Ctrl+C on ***terminal 2*** after successful output and should see `Processed a total of 509 messages` if all words produced and consumed exactly once.

## Extra

Redo the tutorial with more input data and partitions, then play with `docker-compose scale` to add more Kafka Streams process in parallel.

#### Profiles

The `exec:java` goal can be rerun or container rebuilt to perform completely different Kafka Streams pipelines using Maven Profiles.

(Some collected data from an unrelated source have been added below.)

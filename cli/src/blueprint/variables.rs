//! # Variable Resolution
//!
//! File: cli/src/blueprint/variables.rs
//!
//! ## Overview
//!
//! Turns a raw configuration payload (name → JSON value, possibly partial)
//! into `ResolvedVariables`: one typed `VariableValue` per variable that has
//! a value. This is the only place raw, untyped values are inspected.
//!
//! For each declared variable, in order:
//! 1. a supplied value is type-checked, then membership-checked for choices
//!    and pattern-checked for strings;
//! 2. otherwise the declared default is used;
//! 3. otherwise a required variable yields `MissingRequiredField`;
//! 4. otherwise the variable stays unset.
//!
//! Every violation is collected; resolution never stops at the first one.
//!
use crate::blueprint::schema::{BlueprintSchema, VariableKind, VariableSpec};
use crate::core::error::{ValidationError, ValidationErrorKind};
use serde::{Serialize, Serializer};
use std::collections::BTreeMap;
use tracing::debug;

/// The raw configuration payload of a generation request.
pub type RawConfig = BTreeMap<String, serde_json::Value>;

/// A resolved, typed variable value.
#[derive(Debug, Clone, PartialEq)]
pub enum VariableValue {
    String(String),
    Bool(bool),
    Choice(String),
    Number(f64),
}

impl VariableValue {
    /// Truthiness used by bare-variable conditions.
    pub fn is_truthy(&self) -> bool {
        match self {
            Self::Bool(b) => *b,
            Self::String(s) | Self::Choice(s) => !s.is_empty(),
            Self::Number(n) => *n != 0.0,
        }
    }

    pub fn as_str(&self) -> Option<&str> {
        match self {
            Self::String(s) | Self::Choice(s) => Some(s),
            _ => None,
        }
    }

    pub(crate) fn is_empty(&self) -> bool {
        matches!(self, Self::String(s) | Self::Choice(s) if s.trim().is_empty())
    }
}

impl Serialize for VariableValue {
    fn serialize<S: Serializer>(&self, serializer: S) -> Result<S::Ok, S::Error> {
        match self {
            Self::String(s) | Self::Choice(s) => serializer.serialize_str(s),
            Self::Bool(b) => serializer.serialize_bool(*b),
            // Whole numbers render as `8080`, not `8080.0`.
            Self::Number(n) if n.fract() == 0.0 && n.abs() < i64::MAX as f64 => {
                serializer.serialize_i64(*n as i64)
            }
            Self::Number(n) => serializer.serialize_f64(*n),
        }
    }
}

/// The final variable set for one generation request. Immutable once built.
#[derive(Debug, Clone, Default, PartialEq, Serialize)]
#[serde(transparent)]
pub struct ResolvedVariables(BTreeMap<String, VariableValue>);

impl ResolvedVariables {
    pub fn get(&self, name: &str) -> Option<&VariableValue> {
        self.0.get(name)
    }

    pub fn iter(&self) -> impl Iterator<Item = (&String, &VariableValue)> {
        self.0.iter()
    }

    pub fn len(&self) -> usize {
        self.0.len()
    }

    pub fn is_empty(&self) -> bool {
        self.0.is_empty()
    }
}

impl FromIterator<(String, VariableValue)> for ResolvedVariables {
    fn from_iter<I: IntoIterator<Item = (String, VariableValue)>>(iter: I) -> Self {
        Self(iter.into_iter().collect())
    }
}

/// Reads a raw value as `kind`. `None` means the value has the wrong type.
///
/// Booleans and numbers are also accepted in string form so `KEY=VALUE`
/// pairs from the command line resolve the same way as JSON payloads.
pub fn coerce(kind: VariableKind, raw: &serde_json::Value) -> Option<VariableValue> {
    use serde_json::Value;
    match (kind, raw) {
        (VariableKind::String, Value::String(s)) => Some(VariableValue::String(s.clone())),
        (VariableKind::Choice, Value::String(s)) => Some(VariableValue::Choice(s.clone())),
        (VariableKind::Bool, Value::Bool(b)) => Some(VariableValue::Bool(*b)),
        (VariableKind::Bool, Value::String(s)) => match s.trim().to_ascii_lowercase().as_str() {
            "true" => Some(VariableValue::Bool(true)),
            "false" => Some(VariableValue::Bool(false)),
            _ => None,
        },
        (VariableKind::Number, Value::Number(n)) => n.as_f64().map(VariableValue::Number),
        (VariableKind::Number, Value::String(s)) => s
            .trim()
            .parse::<f64>()
            .ok()
            .filter(|n| n.is_finite())
            .map(VariableValue::Number),
        _ => None,
    }
}

/// Checks an already-typed value against the variable's choices and pattern.
pub(crate) fn check_constraints(
    spec: &VariableSpec,
    value: &VariableValue,
) -> Option<ValidationErrorKind> {
    if spec.kind == VariableKind::Choice {
        let chosen = value.as_str().unwrap_or_default();
        if !spec.choices.iter().any(|c| c == chosen) {
            return Some(ValidationErrorKind::InvalidChoice {
                allowed: spec.choices.clone(),
            });
        }
    }
    if let (Some(pattern), VariableValue::String(s)) = (&spec.pattern, value) {
        if !pattern.is_match(s) {
            return Some(ValidationErrorKind::PatternMismatch {
                pattern: pattern.as_str().to_string(),
            });
        }
    }
    None
}

/// Resolves `payload` against the schema's variable declarations.
pub fn resolve(
    schema: &BlueprintSchema,
    payload: &RawConfig,
) -> Result<ResolvedVariables, Vec<ValidationError>> {
    let mut resolved = BTreeMap::new();
    let mut errors = Vec::new();

    for spec in &schema.variables {
        let supplied = payload.get(&spec.name).filter(|v| !v.is_null());
        match supplied {
            Some(raw) => match coerce(spec.kind, raw) {
                None => errors.push(ValidationError::new(
                    &spec.name,
                    ValidationErrorKind::TypeMismatch {
                        expected: spec.kind.to_string(),
                    },
                )),
                Some(value) if spec.required && value.is_empty() => {
                    errors.push(ValidationError::new(
                        &spec.name,
                        ValidationErrorKind::MissingRequiredField,
                    ))
                }
                Some(value) => match check_constraints(spec, &value) {
                    Some(kind) => errors.push(ValidationError::new(&spec.name, kind)),
                    None => {
                        resolved.insert(spec.name.clone(), value);
                    }
                },
            },
            None => match &spec.default {
                Some(default) => {
                    resolved.insert(spec.name.clone(), default.clone());
                }
                None if spec.required => errors.push(ValidationError::new(
                    &spec.name,
                    ValidationErrorKind::MissingRequiredField,
                )),
                None => {}
            },
        }
    }

    for key in payload.keys() {
        if schema.variable(key).is_none() {
            debug!(blueprint = %schema.id, "Ignoring undeclared configuration key '{}'", key);
        }
    }

    if errors.is_empty() {
        Ok(ResolvedVariables(resolved))
    } else {
        Err(errors)
    }
}
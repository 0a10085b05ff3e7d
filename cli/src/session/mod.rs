//! # Generation Sessions
//!
//! File: cli/src/session/mod.rs
//!
//! ## Overview
//!
//! Short-lived storage for packaged projects awaiting download. Each
//! artifact lives for a fixed time-to-live; after that it is logically gone
//! even if the background sweeper has not physically removed it yet.
//!
//! ## Architecture
//!
//! - `store`: the `SessionStore`, a map behind a single reader/writer lock.
//!   There is no global instance; whoever needs one constructs it and
//!   passes it on (the server keeps it in its shared state).
//! - `clock`: the time source, injectable so tests can expire artifacts
//!   without sleeping.
//! - `reservation`: ids claimed by generations that have not been stored
//!   yet, so two requests cannot render under the same id.
//! - `sweeper`: the periodic background task that removes expired entries.
//!
pub mod clock;
pub mod reservation;
pub mod store;
pub mod sweeper;

pub use clock::{Clock, ManualClock, SystemClock};
pub use reservation::{Claim, InFlight};
pub use store::{ArtifactState, GenerationArtifact, SessionStore};
pub use sweeper::{spawn_sweeper, SweeperHandle};
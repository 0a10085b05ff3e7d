//! # Forge
//!
//! File: cli/src/lib.rs
//!
//! ## Overview
//!
//! Forge generates projects from blueprints: declarative bundles of typed
//! variables, Tera templates, conditional file mappings, dependency entries
//! and post-generation hooks. The same engine drives the `forge` command
//! line and the `forge serve` HTTP/WebSocket service.
//!
//! ## Architecture
//!
//! One generation request flows through:
//!
//! 1. `blueprint::loader`: load and check the blueprint (cached)
//! 2. `blueprint::variables`: resolve the configuration payload
//! 3. `blueprint::condition`: select file mappings and dependency entries
//! 4. `blueprint::dependencies`: merge the active dependencies
//! 5. `generate::render`: render bodies and destination paths
//! 6. `generate::assembler`: collect the files into one tree
//! 7. `common::archive`: pack the tree into a `.tar.gz`
//!
//! Around the engine sit `session` (the expiring artifact store and its
//! sweeper), `progress` (the event broadcaster actor) and `commands` (the
//! CLI and the HTTP/WebSocket front end).
//!
pub mod blueprint;
pub mod commands;
pub mod common;
pub mod core;
pub mod generate;
pub mod progress;
pub mod session;
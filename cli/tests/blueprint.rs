//! # Forge CLI Blueprint Integration Tests
//!
//! File: cli/tests/blueprint.rs
//!
//! ## Overview
//!
//! Integration tests for the `forge blueprint` subcommand group (`list`,
//! `info`, `validate`, `create`), run against the compiled binary with
//! fixture blueprints in a temporary directory.
//!

mod common;
use common::*;
use forge::common::archive::tar::unpack_tree;
use predicates::prelude::*;
use std::fs;
use tempfile::tempdir;

/// # Test Blueprint List Empty (`test_blueprint_list_empty`)
///
/// An empty blueprint directory is not an error; `list` says so and exits 0.
#[test]
fn test_blueprint_list_empty() {
    let home = tempdir().unwrap();
    let empty = tempdir().unwrap();

    forge_cmd(home.path())
        .args(["blueprint", "list"])
        .env("FORGE_BLUEPRINTS_DIR", empty.path())
        .assert()
        .success()
        .stdout(predicate::str::contains("No blueprints found"));
}

#[test]
fn test_blueprint_list_shows_fixtures() {
    let home = tempdir().unwrap();
    let blueprints = fixture_blueprints();

    forge_cmd(home.path())
        .args(["blueprint", "--blueprints"])
        .arg(blueprints.path())
        .arg("list")
        .assert()
        .success()
        .stdout(
            predicate::str::contains("Available Blueprints")
                .and(predicate::str::contains("go-api"))
                .and(predicate::str::contains("rust-cli"))
                .and(predicate::str::contains("Found 2 blueprint(s).")),
        );
}

#[test]
fn test_blueprint_list_missing_directory_fails() {
    let home = tempdir().unwrap();

    forge_cmd(home.path())
        .args(["blueprint", "list"])
        .env("FORGE_BLUEPRINTS_DIR", home.path().join("nowhere"))
        .assert()
        .failure()
        .stderr(predicate::str::contains("is not a valid directory"));
}

/// # Test Blueprint Info Not Found (`test_blueprint_info_not_found`)
#[test]
fn test_blueprint_info_not_found() {
    let home = tempdir().unwrap();
    let blueprints = fixture_blueprints();

    forge_cmd(home.path())
        .args(["blueprint", "info", "non-existent-bp"])
        .env("FORGE_BLUEPRINTS_DIR", blueprints.path())
        .assert()
        .failure()
        .stderr(predicate::str::contains(
            "Blueprint 'non-existent-bp' not found",
        ));
}

#[test]
fn test_blueprint_info_success() {
    let home = tempdir().unwrap();
    let blueprints = fixture_blueprints();

    forge_cmd(home.path())
        .args(["blueprint", "info", "go-api"])
        .env("FORGE_BLUEPRINTS_DIR", blueprints.path())
        .assert()
        .success()
        .stdout(
            predicate::str::contains("Go API")
                .and(predicate::str::contains("ProjectName"))
                .and(predicate::str::contains("Database != 'none'"))
                .and(predicate::str::contains("github.com/gin-gonic/gin"))
                .and(predicate::str::contains("go mod tidy")),
        );
}

#[test]
fn test_blueprint_info_json() {
    let home = tempdir().unwrap();
    let blueprints = fixture_blueprints();

    let output = forge_cmd(home.path())
        .args(["blueprint", "info", "rust-cli", "--json"])
        .env("FORGE_BLUEPRINTS_DIR", blueprints.path())
        .output()
        .unwrap();
    assert!(output.status.success());
    let schema: serde_json::Value = serde_json::from_slice(&output.stdout).unwrap();
    assert_eq!(schema["id"], "rust-cli");
    assert_eq!(schema["type"], "cli");
    assert_eq!(schema["dependencies"][0]["module"], "clap");
}

#[test]
fn test_blueprint_validate() {
    let home = tempdir().unwrap();
    let blueprints = fixture_blueprints();

    forge_cmd(home.path())
        .args(["blueprint", "validate", "go-api", "--var", "ProjectName=svc"])
        .env("FORGE_BLUEPRINTS_DIR", blueprints.path())
        .assert()
        .success()
        .stdout(predicate::str::contains("Configuration is valid"));

    forge_cmd(home.path())
        .args(["blueprint", "validate", "go-api", "--var", "Database=mysql"])
        .env("FORGE_BLUEPRINTS_DIR", blueprints.path())
        .assert()
        .failure()
        .stderr(
            predicate::str::contains("ProjectName")
                .and(predicate::str::contains("Database"))
                .and(predicate::str::contains("Configuration is invalid")),
        );
}

/// # Test Blueprint Create (`test_blueprint_create`)
///
/// Generates a project directory and checks the rendered files on disk.
#[test]
fn test_blueprint_create() {
    let home = tempdir().unwrap();
    let blueprints = fixture_blueprints();

    forge_cmd(home.path())
        .args([
            "blueprint",
            "create",
            "go-api",
            "svc",
            "--var",
            "ProjectName=svc",
            "--var",
            "UseDocker=true",
        ])
        .env("FORGE_BLUEPRINTS_DIR", blueprints.path())
        .assert()
        .success()
        .stdout(
            predicate::str::contains("Project generated from 'go-api'")
                .and(predicate::str::contains("go mod tidy")),
        );

    let project = home.path().join("svc");
    assert!(project.join("cmd/svc/main.go").is_file());
    assert!(project.join("Dockerfile").is_file());
    assert!(!project.join("internal").exists());
    let go_mod = fs::read_to_string(project.join("go.mod")).unwrap();
    assert!(go_mod.starts_with("module svc\n"));
}

#[test]
fn test_blueprint_create_invalid_config_writes_nothing() {
    let home = tempdir().unwrap();
    let blueprints = fixture_blueprints();

    forge_cmd(home.path())
        .args(["blueprint", "create", "go-api", "out"])
        .env("FORGE_BLUEPRINTS_DIR", blueprints.path())
        .assert()
        .failure()
        .stderr(predicate::str::contains("ProjectName"));

    assert!(!home.path().join("out").exists());
}

#[test]
fn test_blueprint_create_archive() {
    let home = tempdir().unwrap();
    let blueprints = fixture_blueprints();

    forge_cmd(home.path())
        .args([
            "blueprint",
            "create",
            "rust-cli",
            "tool.tar.gz",
            "--archive",
            "--var",
            "CrateName=tool",
        ])
        .env("FORGE_BLUEPRINTS_DIR", blueprints.path())
        .assert()
        .success();

    let bytes = fs::read(home.path().join("tool.tar.gz")).unwrap();
    let files = unpack_tree(&bytes).unwrap();
    assert_eq!(
        files.keys().map(String::as_str).collect::<Vec<_>>(),
        vec!["Cargo.toml", "src/main.rs"]
    );

    // A second run refuses to replace the archive unless forced.
    let rerun = [
        "blueprint",
        "create",
        "rust-cli",
        "tool.tar.gz",
        "--archive",
        "--var",
        "CrateName=tool",
    ];
    forge_cmd(home.path())
        .args(rerun)
        .env("FORGE_BLUEPRINTS_DIR", blueprints.path())
        .assert()
        .failure()
        .stderr(predicate::str::contains("already exists"));
    forge_cmd(home.path())
        .args(rerun)
        .arg("--force")
        .env("FORGE_BLUEPRINTS_DIR", blueprints.path())
        .assert()
        .success();
}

To rebuild the container, for example, run `mvn -Pprofile clean package`

|Profile|Container Name|Main Class|Description|
|---|---|---|---|
|`upper` (default)|`kafka-streams-jib-example`|[`ToUpperCaseProcessor`](src/main/java/example/kafkastreams/ToUpperCaseProcessor.java)|Takes text from input topic and and uppercases all the words to an output topic. (The example provided above.)|
|`consumer-offsets`|`kafka-streams-jib-example-2`|[`ConsumerOffsetsToJSONProcessor`](src/main/java/example/kafkastreams/ConsumerOffsetsToJSONProcessor.java)|Translates the `__consumer_offsets` topic in binary format out to JSON. It is a Java port of [this repo](https://github.com/sderosiaux/kafka-streams-consumer-offsets-to-json).|

### Disclaimer

The examples given are mostly intended to show stateless processing. If doing stateful operations within Kafka Streams that maintain data on disk (e.g. in RocksDB), then you'll want a persistent storage layer for the application. This is not provided with Docker out of the box.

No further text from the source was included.